Storia della letteratura europea - Torna in homepageGiovanni Giudici


Giovanni Giudici

Giovanni Giudici è nato a Le-Grazie [La-Spezia] nel 1924. Vicino alla poesia montaleiana, tende al recupero della tradizione crepuscolare, piegando la scrittura poetica a una paradossale voontà autobiografica: l'io cantato diviene io sociale, mosso da rivendicazioni e moralità. Il verso di Giudici è un elaboratissimo 'narrato', talvolta al limite del manierismo: La vita in versi (1965), Autobiologia (1969), O Beatrice (1972), Il male dei creditori (1977), Il ristorante dei morti (1981), Fortezza (1990), Quanto spera di campare Giovanni (1993). Domina il senso di una pacatezza caratteriale, una 'minorità' di chi conosce la morte e la relatività delle cose ma non perde il senso e il sapore degli affetti umani. Scrive proprio in "Quanto spera di campare Giovanni":
«Non stiate a interrogarvi che cosa | rumina mai - seduto | nel vano qui della finestra tuttavia | volte le spalle alla vista | basti per lui lasciare | strizzato goccia a goccia | un non tempo allargare la mente strenuata | pensando il non pensare».
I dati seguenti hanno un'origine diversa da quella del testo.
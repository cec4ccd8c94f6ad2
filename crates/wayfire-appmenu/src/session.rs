//! Session lifecycle - connection, subscription and the event loop.
//!
//! Flow:
//! 1. Connect to the compositor socket
//! 2. Spawn the writer task and send the event watch request
//! 3. Poll one frame at a time, dispatching into the resolver
//! 4. On a fatal error or peer close: drop all state and return

use std::io;

use tokio::io::AsyncRead;
use tokio::sync::mpsc;
use tokio_util::codec::FramedWrite;

use crate::bridge::codec::JsonCodec;
use crate::bridge::protocol::Request;
use crate::bridge::transport;
use crate::client::{ProtocolClient, QuerySink, run_writer};
use crate::config::SessionConfig;
use crate::error::{IpcError, Result};
use crate::resolver::MenuResolver;
use crate::surface::MenuSurface;

/// Run one compositor session until it fails, the peer goes away, or the
/// process is interrupted.
///
/// Nothing is retried: a caller wanting to reconnect builds a new session.
pub async fn run_session<S>(config: &SessionConfig, surface: &mut S) -> Result<()>
where
    S: MenuSurface + ?Sized,
{
    let (stream, _path) = transport::connect(config.socket.as_deref()).await?;
    let (read_half, write_half) = stream.into_split();

    let (outbox_tx, outbox_rx) = mpsc::unbounded_channel();
    let mut writer = tokio::spawn(run_writer(
        FramedWrite::new(write_half, JsonCodec::new()),
        outbox_rx,
    ));

    let mut client = ProtocolClient::new(read_half, outbox_tx);
    let mut resolver = MenuResolver::new(config.identity());

    tracing::debug!(events = ?config.events, "Subscribing to view events");
    client.send(Request::watch(config.events.iter().cloned()))?;

    let result = tokio::select! {
        result = drive(&mut client, &mut resolver, surface) => result,
        joined = &mut writer => match joined {
            Ok(Ok(())) => Err(IpcError::ConnectionClosed),
            Ok(Err(e)) => Err(e),
            Err(e) => Err(IpcError::Io(io::Error::other(e))),
        },
        _ = tokio::signal::ctrl_c() => {
            tracing::info!("Interrupted, closing compositor session");
            Ok(())
        }
    };

    writer.abort();
    tracing::info!(pending = client.pending(), "Compositor session ended");
    result
}

/// Poll and dispatch until a fatal error.
///
/// Remote errors are reported and skipped; every other error stops
/// processing immediately, so no further frame is read.
pub async fn drive<R, S>(
    client: &mut ProtocolClient<R>,
    resolver: &mut MenuResolver,
    surface: &mut S,
) -> Result<()>
where
    R: AsyncRead + Unpin,
    S: MenuSurface + ?Sized,
{
    loop {
        let inbound = match client.poll().await {
            Ok(inbound) => inbound,
            Err(e) if !e.is_fatal() => {
                report_remote(&e);
                continue;
            }
            Err(e) => {
                tracing::error!(error = %e, pending = client.pending(), "Compositor session failed");
                return Err(e);
            }
        };
        resolver.dispatch(inbound, client, surface)?;
    }
}

fn report_remote(err: &IpcError) {
    if err.is_method_missing() {
        tracing::error!(
            error = %err,
            plugin = err.plugin().unwrap_or("unknown"),
            "Required compositor feature is not enabled; enable the plugin and restart Wayfire"
        );
    } else {
        tracing::warn!(error = %err, "Compositor request failed");
    }
}
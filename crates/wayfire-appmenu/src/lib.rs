//! wayfire-appmenu: follows the focused Wayfire view and resolves the
//! application menu it exports.

pub mod binding;
pub mod bridge;
pub mod client;
pub mod config;
pub mod error;
pub mod queue;
pub mod registry;
pub mod resolver;
pub mod session;
pub mod surface;

pub use binding::MenuBinding;
pub use bridge::protocol::{ViewId, ViewInfo, ViewProperty};
pub use client::{Inbound, ProtocolClient, QuerySink};
pub use config::SessionConfig;
pub use error::IpcError;
pub use resolver::MenuResolver;
pub use session::{drive, run_session};
pub use surface::{JsonLinesSurface, MenuSurface, SurfaceUpdate};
Un ritmo della poesia cadenzato, schietto, che diventa discorso e canto. Leggiamo ancora in "Quanto spera di campare Giovanni": «Ma il Paradiso sta | nella sua aspettazione - | ché un pozzo senza fondo è il possesso | anche se non negabile sia la gioia dei corpi [...]». L'esistenza vissuta con pena e sgomento è detta da una lingua limpida e ferma, mentre tutt'attorno si fa il silenzio: «Farsi dentro la testa | silenzio essere semplici | bello e gentile è l'ordine | a chi dentro vi è ordinato». La trasparenza metrica, sintattica, lessicale della sua poesia si arricchisce in questa raccolta grazie alla fita luminosa presenza di ottonari e settenari giambici o trocaici, di ascendenza metastasiana (nel colore) e manzoniana (nella verità e precisione della pronuncia). E' un flusso di memorie, eventi brucianti, tragedie pubbliche e affanni privati, scandito nelle quattro sezioni della raccolta. E «se il vero che ci sovrasta | è una lingua più che muta», è anche vero che «ecco che indecifrabile si fa | il disegno del mondo in matto mutare»: con il gioco fonico e di significato possibile in italiano tra muto/mutare, rendendo verbo il muto=zittirsi. Ne "Il ritratto" presente all'interno della raccolta è l'ironica autodescrizione con le «desolate mani nelle mani | e l'inerme nerezza senza quiete | ingenuo a orrori lontani». Maestro desolato e ingenuo, vivo di fronte alla nerezza senza quiete del presente e del futuro incombente. Il suo è un sapere inerme, che pone le proprie briciole di saggezza in punta di piedi, con dolcissimo strazio, nella coscienza che «tutta baci riparte la vita senza di noi».
Una raccolta di saggi è La donna non cercata (1985).